Pero EEUU encaja torpemente en este molde. En el momento de las elecciones de 2016 que llevaron al presidente Donald Trump al poder, la economía de los EEUU se había estado expandiendo durante seis años consecutivos. Esto nos recuerda que el populismo va más allá del crecimiento económico. También se trata de la distribución, algo que es igualmente problemático en Italia y Brasil.
Y se trata de inseguridad económica: incluso aquellos que se están beneficiando ahora tienen dudas sobre si ellos -y sus hijos- se beneficiarán en el futuro. Aún así, la pujante economía estadounidense debería, al menos, hacer reflexionar a aquellos que favorecen la interpretación estrictamente económica de la actual ola de populismo.
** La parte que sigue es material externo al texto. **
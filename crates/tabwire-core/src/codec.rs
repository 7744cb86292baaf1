//! Variable value encodings for `get_variable_value` and `set_variable_value`.
//!
//! `pickled` is a MessagePack envelope over the tagged value, base64-wrapped
//! for JSON transport. It round-trips every value kind. `json` embeds the
//! value directly and only works for JSON objects. `string` is the value's
//! textual representation.

use crate::dataset::{read_ipc_stream, write_ipc_stream};
use crate::env::Value;
use crate::figure::Figure;
use crate::shm::{ArrayView, DType};
use crate::{Result, WorkerError};
use base64::engine::general_purpose::STANDARD;
use base64::Engine;
use serde::{Deserialize, Serialize};

/// Encodings a variable value can travel in.
#[derive(Debug, Clone, Copy, PartialEq, Eq)]
pub enum VariableEncoding {
    Pickled,
    Json,
    String,
}

impl VariableEncoding {
    pub fn parse(name: &str) -> Option<Self> {
        match name {
            "pickled" => Some(Self::Pickled),
            "json" => Some(Self::Json),
            "string" => Some(Self::String),
            _ => None,
        }
    }

    pub fn as_str(&self) -> &'static str {
        match self {
            Self::Pickled => "pickled",
            Self::Json => "json",
            Self::String => "string",
        }
    }
}

#[derive(Serialize, Deserialize)]
enum Pickled {
    Object(serde_json::Value),
    /// Arrow IPC stream bytes.
    Dataset(Vec<u8>),
    Array {
        dtype: DType,
        shape: Vec<usize>,
        data: Vec<u8>,
    },
    Figure {
        width: u32,
        height: u32,
        pixels: Vec<u8>,
    },
}

/// Serialize a value to envelope bytes. Arrays are copied out of shared
/// memory, so the result never refers to a mapping.
pub fn encode_value(value: &Value) -> Result<Vec<u8>> {
    let envelope = match value {
        Value::Object(object) => Pickled::Object(object.clone()),
        Value::Dataset(dataset) => Pickled::Dataset(write_ipc_stream(dataset)?),
        Value::Array(array) => Pickled::Array {
            dtype: array.dtype(),
            shape: array.shape().to_vec(),
            data: array.as_bytes().to_vec(),
        },
        Value::Figure(figure) => Pickled::Figure {
            width: figure.width(),
            height: figure.height(),
            pixels: figure.pixels().to_vec(),
        },
    };
    rmp_serde::to_vec_named(&envelope).map_err(|e| WorkerError::encoding(e.to_string()))
}

pub fn decode_value(bytes: &[u8]) -> Result<Value> {
    let envelope: Pickled = rmp_serde::from_slice(bytes)
        .map_err(|e| WorkerError::encoding(format!("invalid pickled value: {}", e)))?;
    Ok(match envelope {
        Pickled::Object(object) => Value::Object(object),
        Pickled::Dataset(ipc) => Value::Dataset(read_ipc_stream(&ipc)?),
        Pickled::Array { dtype, shape, data } => {
            Value::Array(ArrayView::owned(dtype, shape, data)?)
        }
        Pickled::Figure {
            width,
            height,
            pixels,
        } => Value::Figure(Figure::from_rgba(width, height, pixels)?),
    })
}

/// Encode as base64 text.
pub fn pickle(value: &Value) -> Result<String> {
    Ok(STANDARD.encode(encode_value(value)?))
}

/// Decode base64 text produced by [`pickle`].
pub fn unpickle(text: &str) -> Result<Value> {
    let bytes = STANDARD.decode(text.trim())?;
    decode_value(&bytes)
}

/// The value as an embeddable JSON value.
pub fn to_json(name: &str, value: &Value) -> Result<serde_json::Value> {
    match value {
        Value::Object(object) => Ok(object.clone()),
        _ => Err(WorkerError::WrongType {
            name: name.to_string(),
            expected: "JSON-serializable",
        }),
    }
}

#[cfg(test)]
mod tests {
    use super::*;
    use crate::dataset::{read_csv, CsvReadOptions};
    use serde_json::json;

    #[test]
    fn test_pickle_preserves_each_kind() {
        let dataset = read_csv("1,'a'\n2,'b'\n", &CsvReadOptions::default()).unwrap();
        let array = ArrayView::owned(DType::Int16, vec![2], vec![1, 0, 2, 0]).unwrap();
        let figure = Figure::solid(2, 2, [9, 8, 7]);

        let restored = unpickle(&pickle(&Value::from(dataset.clone())).unwrap()).unwrap();
        assert!(matches!(restored, Value::Dataset(ref d) if *d == dataset));

        let restored = unpickle(&pickle(&Value::from(array)).unwrap()).unwrap();
        match restored {
            Value::Array(view) => {
                assert_eq!(view.dtype(), DType::Int16);
                assert_eq!(view.shape(), &[2]);
                assert_eq!(view.as_bytes(), &[1, 0, 2, 0]);
                assert!(!view.is_shared());
            }
            other => panic!("expected array, got {:?}", other),
        }

        let restored = unpickle(&pickle(&Value::from(figure.clone())).unwrap()).unwrap();
        assert!(matches!(restored, Value::Figure(ref f) if *f == figure));

        let object = json!({"k": [1, 2.5, "s", null, true]});
        let restored = unpickle(&pickle(&Value::from(object.clone())).unwrap()).unwrap();
        assert!(matches!(restored, Value::Object(ref o) if *o == object));
    }

    #[test]
    fn test_bad_input_is_recoverable() {
        let err = unpickle("***not base64***").unwrap_err();
        assert!(matches!(err, WorkerError::Encoding { .. }));
        assert!(!err.is_fatal());

        let err = unpickle(&STANDARD.encode(b"\xc1junk")).unwrap_err();
        assert!(!err.is_fatal());
    }

    #[test]
    fn test_json_only_for_objects() {
        assert_eq!(to_json("x", &Value::from(json!(3))).unwrap(), json!(3));
        let err = to_json("fig", &Value::from(Figure::solid(1, 1, [0, 0, 0]))).unwrap_err();
        assert_eq!(
            err.to_string(),
            "Variable fig is not a JSON-serializable object"
        );
    }

    #[test]
    fn test_encoding_names() {
        assert_eq!(VariableEncoding::parse("pickled"), Some(VariableEncoding::Pickled));
        assert_eq!(VariableEncoding::parse("json").unwrap().as_str(), "json");
        assert_eq!(VariableEncoding::parse("yaml"), None);
    }
}
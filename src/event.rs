/// Something a button did during one sample.
#[derive(Clone, Copy, Debug, Eq, PartialEq)]
#[cfg_attr(feature = "defmt", derive(defmt::Format))]
pub enum ButtonEvent {
    Press,
    Release,
    DoublePress,
    LongPressStart,
    LongPressEnd,
}

impl ButtonEvent {
    /// All events, in the order they are dispatched within one sample.
    pub const ALL: [ButtonEvent; 5] = [
        ButtonEvent::Press,
        ButtonEvent::Release,
        ButtonEvent::DoublePress,
        ButtonEvent::LongPressStart,
        ButtonEvent::LongPressEnd,
    ];

    const fn bit(self) -> u8 {
        1 << self as u8
    }
}

/// The set of [ButtonEvent]s produced by a single call to
/// [Button::sample](crate::Button::sample).
#[derive(Clone, Copy, Debug, Default, Eq, PartialEq)]
#[cfg_attr(feature = "defmt", derive(defmt::Format))]
pub struct Events(u8);

impl Events {
    pub const fn empty() -> Self {
        Self(0)
    }

    pub fn insert(&mut self, event: ButtonEvent) {
        self.0 |= event.bit();
    }

    pub fn contains(self, event: ButtonEvent) -> bool {
        self.0 & event.bit() != 0
    }

    pub fn is_empty(self) -> bool {
        self.0 == 0
    }

    pub fn len(self) -> usize {
        self.0.count_ones() as usize
    }

    /// Iterates the events in dispatch order.
    pub fn iter(self) -> EventsIter {
        EventsIter {
            events: self,
            index: 0,
        }
    }
}

impl IntoIterator for Events {
    type Item = ButtonEvent;
    type IntoIter = EventsIter;

    fn into_iter(self) -> Self::IntoIter {
        self.iter()
    }
}

/// Iterator over [Events], see [Events::iter].
pub struct EventsIter {
    events: Events,
    index: usize,
}

impl Iterator for EventsIter {
    type Item = ButtonEvent;

    fn next(&mut self) -> Option<ButtonEvent> {
        while let Some(&event) = ButtonEvent::ALL.get(self.index) {
            self.index += 1;
            if self.events.contains(event) {
                return Some(event);
            }
        }
        None
    }
}
//! Debouncing and gesture recognition for momentary switches.
//!
//! Each [Button] keeps a 16 sample history of its input. Sampled every
//! millisecond it reports clean press and release edges, the steady down and
//! up levels, double presses and long presses.
//!
//! ```
//! use kodeboard_button::{ActiveLevel, Button, ButtonEvent};
//!
//! let mut button = Button::new(0, ActiveLevel::Low);
//! button.enable_double_press_detection(true);
//!
//! // the pin is pulled low for 20ms
//! let mut pressed = false;
//! for now in 0..20 {
//!     pressed |= button.sample(false, now).contains(ButtonEvent::Press);
//! }
//! assert!(pressed);
//! assert!(button.is_down());
//! ```
#![cfg_attr(not(test), no_std)]

#[macro_use]
mod fmt;

pub mod button;
pub mod config;
pub mod debouncer;
pub mod double_press;
pub mod event;
pub mod level;
pub mod long_press;
pub mod sampler;

pub use button::{Button, Handler};
pub use config::ButtonConfig;
pub use debouncer::{DebounceResult, DebouncedInput};
pub use double_press::DoublePressState;
pub use event::{ButtonEvent, Events};
pub use level::ActiveLevel;
pub use sampler::SharedButton;
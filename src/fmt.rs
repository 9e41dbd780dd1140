//! Logging macros that forward to `defmt` when the feature is enabled and
//! compile to nothing otherwise.
#![allow(unused_macros)]

macro_rules! trace {
    ($($arg:tt)*) => {
        #[cfg(feature = "defmt")]
        ::defmt::trace!($($arg)*);
    };
}

macro_rules! debug {
    ($($arg:tt)*) => {
        #[cfg(feature = "defmt")]
        ::defmt::debug!($($arg)*);
    };
}

macro_rules! info {
    ($($arg:tt)*) => {
        #[cfg(feature = "defmt")]
        ::defmt::info!($($arg)*);
    };
}

macro_rules! warn {
    ($($arg:tt)*) => {
        #[cfg(feature = "defmt")]
        ::defmt::warn!($($arg)*);
    };
}
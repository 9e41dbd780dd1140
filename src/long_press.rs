use crate::debouncer::DebounceResult;

/// What the long press detector reports for one sample.
#[derive(Clone, Copy, Debug, Eq, PartialEq)]
#[cfg_attr(feature = "defmt", derive(defmt::Format))]
pub enum LongPressEdge {
    Start,
    End,
}

/// Recognises a button being held for a while, based on the debounced level.
#[derive(Clone, Copy, Debug)]
#[cfg_attr(feature = "defmt", derive(defmt::Format))]
pub struct LongPressDetector {
    /// How long the button has to be held
    pub threshold_ms: u32,

    /// The debounced level on the previous sample
    was_on: bool,
    /// When the button last went from up to down
    press_start_ms: u32,
    detected: bool,
}

impl LongPressDetector {
    pub const fn new(threshold_ms: u32) -> Self {
        Self {
            threshold_ms,
            was_on: false,
            press_start_ms: 0,
            detected: false,
        }
    }

    /// Is a long press currently in progress?
    pub fn is_active(&self) -> bool {
        self.detected
    }

    pub fn update(&mut self, input: &DebounceResult, now_ms: u32) -> Option<LongPressEdge> {
        let was_on = self.was_on;
        self.was_on = input.is_on;

        match (was_on, input.is_on) {
            (false, true) => {
                self.press_start_ms = now_ms;
                self.detected = false;
            }
            (true, false) => {
                return if core::mem::take(&mut self.detected) {
                    debug!("long press ended");
                    Some(LongPressEdge::End)
                } else {
                    None
                };
            }
            (false, false) => return None,
            (true, true) => {}
        }

        if !self.detected && now_ms.wrapping_sub(self.press_start_ms) >= self.threshold_ms {
            info!("long press after {}ms", self.threshold_ms);
            self.detected = true;
            return Some(LongPressEdge::Start);
        }

        None
    }
}

#[cfg(test)]
mod tests {
    use super::*;

    fn level(is_on: bool) -> DebounceResult {
        DebounceResult {
            is_on,
            is_down: is_on,
            is_up: !is_on,
            ..DebounceResult::default()
        }
    }

    #[test]
    fn fires_start_once_while_held() {
        let mut d = LongPressDetector::new(1000);
        let mut starts = 0;
        for now in (0..=3000).step_by(10) {
            match d.update(&level(true), now) {
                Some(LongPressEdge::Start) => {
                    assert_eq!(now, 1000);
                    starts += 1;
                }
                Some(LongPressEdge::End) => panic!("ended while held"),
                None => {}
            }
        }
        assert_eq!(starts, 1);
        assert!(d.is_active());

        assert_eq!(d.update(&level(false), 3010), Some(LongPressEdge::End));
        assert!(!d.is_active());
        assert_eq!(d.update(&level(false), 3020), None);
    }

    #[test]
    fn short_press_has_no_end() {
        let mut d = LongPressDetector::new(1000);
        assert_eq!(d.update(&level(true), 0), None);
        assert_eq!(d.update(&level(true), 500), None);
        assert_eq!(d.update(&level(false), 600), None);
    }

    #[test]
    fn each_press_restarts_the_timer() {
        let mut d = LongPressDetector::new(1000);
        d.update(&level(true), 0);
        d.update(&level(false), 900);
        assert_eq!(d.update(&level(true), 1000), None);
        assert_eq!(d.update(&level(true), 1999), None);
        assert_eq!(d.update(&level(true), 2000), Some(LongPressEdge::Start));
    }

    #[test]
    fn survives_clock_wraparound() {
        let mut d = LongPressDetector::new(1000);
        let start = u32::MAX - 10;
        d.update(&level(true), start);
        assert_eq!(d.update(&level(true), start.wrapping_add(999)), None);
        assert_eq!(
            d.update(&level(true), start.wrapping_add(1000)),
            Some(LongPressEdge::Start)
        );
    }
}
Alternativamente, la actual ola de populismo ha sido vista como una respuesta a la amenaza percibida, tanto política como económica, de los llamados forasteros al grupo cultural dominante. Para populistas italianos como Matteo Salvini, esto significa inmigrantes, principalmente gente de piel oscura proveniente de África que lleva su estatus de forastero en la manga. Para Bolsonaro, significa minorías raciales, mujeres y otros grupos que desafían la hegemonía de la clase obrera blanca. Trump muestra ambas tendencias, afirmando sin fundamento que los terroristas de Oriente Medio se encuentran entre los migrantes y solicitantes de asilo de América Central, al tiempo que refuerza el animus racial, religioso y antifeminista de su base. Una vez más, sin embargo, el comportamiento electoral real no se ajusta a las previsiones. Bolsonaro recibió un sorprendente grado de apoyo de los votantes negros. Trump obtuvo una fuerte pluralidad de mujeres en una elección celebrada poco después de la publicación de la famosa cinta Access Hollywood, en la que se escuchaba a Trump jactarse de las agresiones sexuales que había cometido.
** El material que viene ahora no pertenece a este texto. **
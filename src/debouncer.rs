//! Firmware debouncing of inputs using a 16 sample history register.
//! The value `1` is considered "on", regardless of how the pin is wired.

/// Only the 4 oldest and the 6 newest samples take part in edge detection,
/// the middle 6 samples are allowed to bounce.
const MASK: u16 = 0b1111_0000_0011_1111;
/// Stable "off" followed by 6 samples of stable "on".
const PRESS: u16 = 0b0000_0000_0011_1111;
/// Stable "on" followed by 6 samples of stable "off".
const RELEASE: u16 = 0b1111_0000_0000_0000;
const ON: u16 = 0b1111_1111_1111_1111;
const OFF: u16 = 0;

/// A debounced input that remembers the last 16 samples.
#[derive(Clone, Copy, Debug)]
#[cfg_attr(feature = "defmt", derive(defmt::Format))]
pub struct DebouncedInput {
    memory: u16,
    previous_down: bool,
    previous_state: bool,
}

#[derive(Clone, Copy, Debug, Default, Eq, PartialEq)]
#[cfg_attr(feature = "defmt", derive(defmt::Format))]
/// Returned by the [DebouncedInput::debounce] function, describing what the
/// most recent sample did to the input.
pub struct DebounceResult {
    /// A press edge was detected (and consumed) on this sample
    pub pressed: bool,
    /// A release edge was detected (and consumed) on this sample
    pub released: bool,
    /// The last 16 samples were all "on"
    pub is_down: bool,
    /// The last 16 samples were all "off"
    pub is_up: bool,
    /// `is_down` differs from its value on the previous sample
    pub is_changed: bool,
    /// Is the value currently "on"? Only changes once the history is entirely
    /// "on" or entirely "off", otherwise the previous value is kept.
    pub is_on: bool,
}

impl DebounceResult {
    /// Nothing happened, the input is at rest.
    pub const NONE: Self = Self {
        pressed: false,
        released: false,
        is_down: false,
        is_up: true,
        is_changed: false,
        is_on: false,
    };
}

impl Default for DebouncedInput {
    fn default() -> Self {
        Self::new()
    }
}

impl DebouncedInput {
    /// Creates an input at rest, i.e. with a history of 16 "off" samples.
    pub const fn new() -> Self {
        Self {
            memory: OFF,
            previous_down: false,
            previous_state: false,
        }
    }

    /// The raw history register, newest sample in bit 0.
    pub fn history(&self) -> u16 {
        self.memory
    }

    /// Shifts the newest sample into the history, dropping the oldest one.
    pub fn shift_in(&mut self, is_on: bool) {
        self.memory = (self.memory << 1) | u16::from(is_on);
    }

    /// Returns `true` if the history shows a press. The history is then forced
    /// to all "on" so the same press cannot be reported twice.
    pub fn check_pressed(&mut self) -> bool {
        if self.memory & MASK == PRESS {
            self.memory = ON;
            true
        } else {
            false
        }
    }

    /// Returns `true` if the history shows a release. The history is then
    /// forced to all "off" so the same release cannot be reported twice.
    pub fn check_released(&mut self) -> bool {
        if self.memory & MASK == RELEASE {
            self.memory = OFF;
            true
        } else {
            false
        }
    }

    pub fn is_down(&self) -> bool {
        self.memory == ON
    }

    pub fn is_up(&self) -> bool {
        self.memory == OFF
    }

    /// Debounces the given input, taking the current value and returning the
    /// edges and levels it produced. Note that "on" may be high or low in
    /// hardware, but a boolean should be passed here which is `true` if the
    /// input is currently on.
    pub fn debounce(&mut self, is_on: bool) -> DebounceResult {
        self.shift_in(is_on);

        let pressed = self.check_pressed();
        let released = self.check_released();
        let is_down = self.is_down();
        let is_up = self.is_up();

        let new_state = if is_down {
            true
        } else if is_up {
            false
        } else {
            self.previous_state
        };

        let is_changed = is_down != self.previous_down;
        self.previous_down = is_down;
        self.previous_state = new_state;

        DebounceResult {
            pressed,
            released,
            is_down,
            is_up,
            is_changed,
            is_on: new_state,
        }
    }
}

#[cfg(test)]
mod tests {
    use super::*;

    fn feed(input: &mut DebouncedInput, is_on: bool, count: usize) -> DebounceResult {
        let mut result = DebounceResult::default();
        for _ in 0..count {
            result = input.debounce(is_on);
        }
        result
    }

    #[test]
    fn starts_up() {
        let input = DebouncedInput::new();
        assert!(input.is_up());
        assert!(!input.is_down());
        assert_eq!(input.history(), 0);
    }

    #[test]
    fn shift_in_puts_newest_sample_in_bit_zero() {
        let mut input = DebouncedInput::new();
        input.shift_in(true);
        input.shift_in(false);
        input.shift_in(true);
        assert_eq!(input.history(), 0b101);
    }

    #[test]
    fn press_fires_once_on_sixth_stable_sample() {
        let mut input = DebouncedInput::new();
        let mut presses = 0;
        for i in 1..=16 {
            let result = input.debounce(true);
            if result.pressed {
                assert_eq!(i, 6);
                presses += 1;
            }
        }
        assert_eq!(presses, 1);
        assert!(input.is_down());

        let result = feed(&mut input, true, 100);
        assert!(!result.pressed);
        assert!(result.is_down);
    }

    #[test]
    fn release_fires_once_on_sixth_stable_sample() {
        let mut input = DebouncedInput::new();
        feed(&mut input, true, 16);

        let mut releases = 0;
        for i in 1..=16 {
            let result = input.debounce(false);
            if result.released {
                assert_eq!(i, 6);
                releases += 1;
            }
        }
        assert_eq!(releases, 1);
        assert!(input.is_up());
    }

    #[test]
    fn check_pressed_consumes_the_edge() {
        let mut input = DebouncedInput::new();
        for _ in 0..6 {
            input.shift_in(true);
        }
        assert!(input.check_pressed());
        assert_eq!(input.history(), ON);
        assert!(!input.check_pressed());
    }

    #[test]
    fn check_released_consumes_the_edge() {
        let mut input = DebouncedInput::new();
        for _ in 0..16 {
            input.shift_in(true);
        }
        for _ in 0..12 {
            input.shift_in(false);
        }
        assert!(input.check_released());
        assert_eq!(input.history(), OFF);
        assert!(!input.check_released());
    }

    #[test]
    fn bounce_in_the_middle_bits_is_tolerated() {
        let mut input = DebouncedInput::new();
        feed(&mut input, false, 16);

        // 6 bouncing samples, then 6 stable ones
        let mut pressed = false;
        for &s in &[true, false, true, true, false, true] {
            pressed |= input.debounce(s).pressed;
        }
        for _ in 0..6 {
            pressed |= input.debounce(true).pressed;
        }
        assert!(pressed);
        assert!(input.is_down());
    }

    #[test]
    fn a_single_glitch_does_not_press() {
        let mut input = DebouncedInput::new();
        let mut pressed = false;
        for _ in 0..50 {
            pressed |= input.debounce(true).pressed;
            pressed |= input.debounce(false).pressed;
        }
        assert!(!pressed);
    }

    #[test]
    fn down_and_up_match_the_raw_history() {
        let mut input = DebouncedInput::new();
        let samples = [true, true, false, true, true, true, true, true, true, true];
        for &s in &samples {
            let result = input.debounce(s);
            assert_eq!(result.is_down, input.history() == ON);
            assert_eq!(result.is_up, input.history() == OFF);
        }
    }

    #[test]
    fn is_changed_follows_is_down() {
        let mut input = DebouncedInput::new();
        let mut previous = input.is_down();
        let samples = [true; 8].iter().chain([false; 3].iter()).chain([true; 20].iter());
        for &s in samples {
            let result = input.debounce(s);
            assert_eq!(result.is_changed, result.is_down != previous);
            previous = result.is_down;
        }
    }

    #[test]
    fn is_on_keeps_its_state_while_bouncing() {
        let mut input = DebouncedInput::new();
        assert!(feed(&mut input, true, 16).is_on);

        let result = input.debounce(false);
        assert!(!result.is_down);
        assert!(result.is_on);

        let result = feed(&mut input, false, 5);
        assert!(result.released);
        assert!(result.is_up);
        assert!(!result.is_on);
    }
}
Por lo tanto, lo que une a los partidarios de estos políticos advenedizos debe ser otra cosa. De hecho, el ingrediente principal es la repulsión contra la corrupción del proceso político. Los votantes se sienten atraídos por personas ajenas a la política, cuanto más autoritarias mejor, que prometen "drenar el pantano". Aquí está el atractivo de Trump y Bolsonaro, que prometen limpiar el "desorden" de sus países por todos los medios necesarios. La corrupción y la ineficacia de una sucesión de coaliciones dominantes, y la promesa de los ajenos a ellas de hacerlo mejor, sean creíbles o no, motivan igualmente a los partidarios del partido de la Liga, de derechas, y del Movimiento 5 Estrellas, de izquierdas.
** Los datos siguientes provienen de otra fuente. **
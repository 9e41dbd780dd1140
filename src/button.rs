use embedded_hal::digital::InputPin;

use crate::config::ButtonConfig;
use crate::debouncer::{DebounceResult, DebouncedInput};
use crate::double_press::{DoublePressDetector, DoublePressState};
use crate::event::{ButtonEvent, Events};
use crate::level::ActiveLevel;
use crate::long_press::{LongPressDetector, LongPressEdge};

/// A handler invoked from [Button::sample] when an event fires.
pub type Handler = fn();

#[derive(Clone, Copy, Debug)]
struct Callbacks {
    press: Option<Handler>,
    release: Option<Handler>,
    double_press: Option<Handler>,
    long_press_start: Option<Handler>,
    long_press_end: Option<Handler>,
}

impl Callbacks {
    const NONE: Self = Self {
        press: None,
        release: None,
        double_press: None,
        long_press_start: None,
        long_press_end: None,
    };

    fn get(&self, event: ButtonEvent) -> Option<Handler> {
        match event {
            ButtonEvent::Press => self.press,
            ButtonEvent::Release => self.release,
            ButtonEvent::DoublePress => self.double_press,
            ButtonEvent::LongPressStart => self.long_press_start,
            ButtonEvent::LongPressEnd => self.long_press_end,
        }
    }
}

/// One debounced physical button with double press and long press detection.
///
/// Call [Button::sample] (or [Button::poll]) once per debounce tick, ideally
/// every millisecond. Everything else only reads what the last sample found.
#[derive(Clone, Debug)]
pub struct Button {
    id: u8,
    active_level: ActiveLevel,
    input: DebouncedInput,
    last: DebounceResult,
    double_press_enabled: bool,
    double_press: DoublePressDetector,
    long_press: LongPressDetector,
    callbacks: Callbacks,
}

impl Button {
    /// Creates a button with the default [ButtonConfig]. `id` identifies the
    /// button in logs and is otherwise not interpreted.
    pub const fn new(id: u8, active_level: ActiveLevel) -> Self {
        Self::with_config(id, active_level, ButtonConfig::new())
    }

    pub const fn with_config(id: u8, active_level: ActiveLevel, config: ButtonConfig) -> Self {
        Self {
            id,
            active_level,
            input: DebouncedInput::new(),
            last: DebounceResult::NONE,
            double_press_enabled: config.double_press_enabled,
            double_press: DoublePressDetector::new(
                config.double_press_window_ms,
                config.double_press_cooldown_ms,
            ),
            long_press: LongPressDetector::new(config.long_press_ms),
            callbacks: Callbacks::NONE,
        }
    }

    pub fn id(&self) -> u8 {
        self.id
    }

    pub fn active_level(&self) -> ActiveLevel {
        self.active_level
    }

    pub fn config(&self) -> ButtonConfig {
        ButtonConfig {
            double_press_enabled: self.double_press_enabled,
            double_press_window_ms: self.double_press.window_ms,
            double_press_cooldown_ms: self.double_press.cooldown_ms,
            long_press_ms: self.long_press.threshold_ms,
        }
    }

    /// Feeds one raw pin level (`true` = high) taken at `now_ms`.
    ///
    /// Returns the events this sample produced. Registered handlers for those
    /// events have already run, in the order [Events::iter] yields them.
    pub fn sample(&mut self, is_high: bool, now_ms: u32) -> Events {
        let result = self.input.debounce(self.active_level.is_active(is_high));
        self.last = result;

        let mut events = Events::empty();
        if result.pressed {
            trace!("button {}: press", self.id);
            events.insert(ButtonEvent::Press);
        }
        if result.released {
            trace!("button {}: release", self.id);
            events.insert(ButtonEvent::Release);
        }
        if self.double_press_enabled && self.double_press.update(&result, now_ms) {
            events.insert(ButtonEvent::DoublePress);
        }
        match self.long_press.update(&result, now_ms) {
            Some(LongPressEdge::Start) => events.insert(ButtonEvent::LongPressStart),
            Some(LongPressEdge::End) => events.insert(ButtonEvent::LongPressEnd),
            None => {}
        }

        for event in events {
            if let Some(handler) = self.callbacks.get(event) {
                handler();
            }
        }

        events
    }

    /// Reads `pin` and samples it. Nothing changes if the read fails.
    pub fn poll<P: InputPin>(&mut self, pin: &mut P, now_ms: u32) -> Result<Events, P::Error> {
        let is_high = pin.is_high()?;
        Ok(self.sample(is_high, now_ms))
    }
}

/// Queries about the last sample
impl Button {
    /// `true` once if the last sample detected a press.
    pub fn is_pressed(&mut self) -> bool {
        core::mem::take(&mut self.last.pressed)
    }

    /// `true` once if the last sample detected a release.
    pub fn is_released(&mut self) -> bool {
        core::mem::take(&mut self.last.released)
    }

    /// The history reads all active. A press edge forces this, so it can be
    /// `true` after only 6 active samples.
    pub fn is_down(&self) -> bool {
        self.input.is_down()
    }

    /// The history reads all inactive. A release edge forces this, so it can
    /// be `true` after only 6 inactive samples.
    pub fn is_up(&self) -> bool {
        self.input.is_up()
    }

    /// [Button::is_down] changed on the last sample.
    pub fn state_changed(&self) -> bool {
        self.last.is_changed
    }

    /// The debounced level. Unlike [Button::is_down] this stays `true` through
    /// bounces until the button has settled up again.
    pub fn is_held(&self) -> bool {
        self.last.is_on
    }

    /// `true` once per detected double press.
    pub fn is_double_pressed(&mut self) -> bool {
        self.double_press.take_detected()
    }

    pub fn is_long_pressed(&self) -> bool {
        self.long_press.is_active()
    }

    pub fn double_press_state(&self) -> DoublePressState {
        self.double_press.state()
    }
}

/// Configuration
impl Button {
    /// Turns double press detection on or off. Either way any sequence in
    /// progress is dropped.
    pub fn enable_double_press_detection(&mut self, enable: bool) {
        self.double_press_enabled = enable;
        self.double_press.reset();
    }

    pub fn set_double_press_window(&mut self, ms: u32) {
        self.double_press.window_ms = ms;
    }

    pub fn set_double_press_cooldown(&mut self, ms: u32) {
        self.double_press.cooldown_ms = ms;
    }

    pub fn set_long_press_time(&mut self, ms: u32) {
        self.long_press.threshold_ms = ms;
    }
}

/// Callback registration, each replaces any earlier handler
impl Button {
    pub fn on_press(&mut self, handler: Handler) {
        self.callbacks.press = Some(handler);
    }

    pub fn on_release(&mut self, handler: Handler) {
        self.callbacks.release = Some(handler);
    }

    pub fn on_double_press(&mut self, handler: Handler) {
        self.callbacks.double_press = Some(handler);
    }

    pub fn on_long_press_start(&mut self, handler: Handler) {
        self.callbacks.long_press_start = Some(handler);
    }

    pub fn on_long_press_end(&mut self, handler: Handler) {
        self.callbacks.long_press_end = Some(handler);
    }
}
Desafortunadamente, los votantes no tienen forma de medir quién está realmente comprometido a erradicar la corrupción. Y, al delegar esta tarea a un líder con tendencias autoritarias, lo facultan para repoblar el pantano en lugar de vaciarlo, para simplemente reemplazar a los caimanes de la corriente dominante con los suyos propios. Ya hemos visto esta tendencia en EEUU. Estamos a punto de verlo en Italia y Brasil.
Los votantes aprenderán de la peor manera que el autoritarismo exacerba la corrupción en lugar de mitigarla, porque suprime los controles y equilibrios sobre quienes tiran de las palancas del poder. Una vez que aprendan esta lección, es probable que den otra oportunidad a los políticos convencionales y al proceso democrático. Lamentablemente, las instituciones políticas y la sociedad civil pueden sufrir daños muy considerables durante el tiempo que ostenten el poder.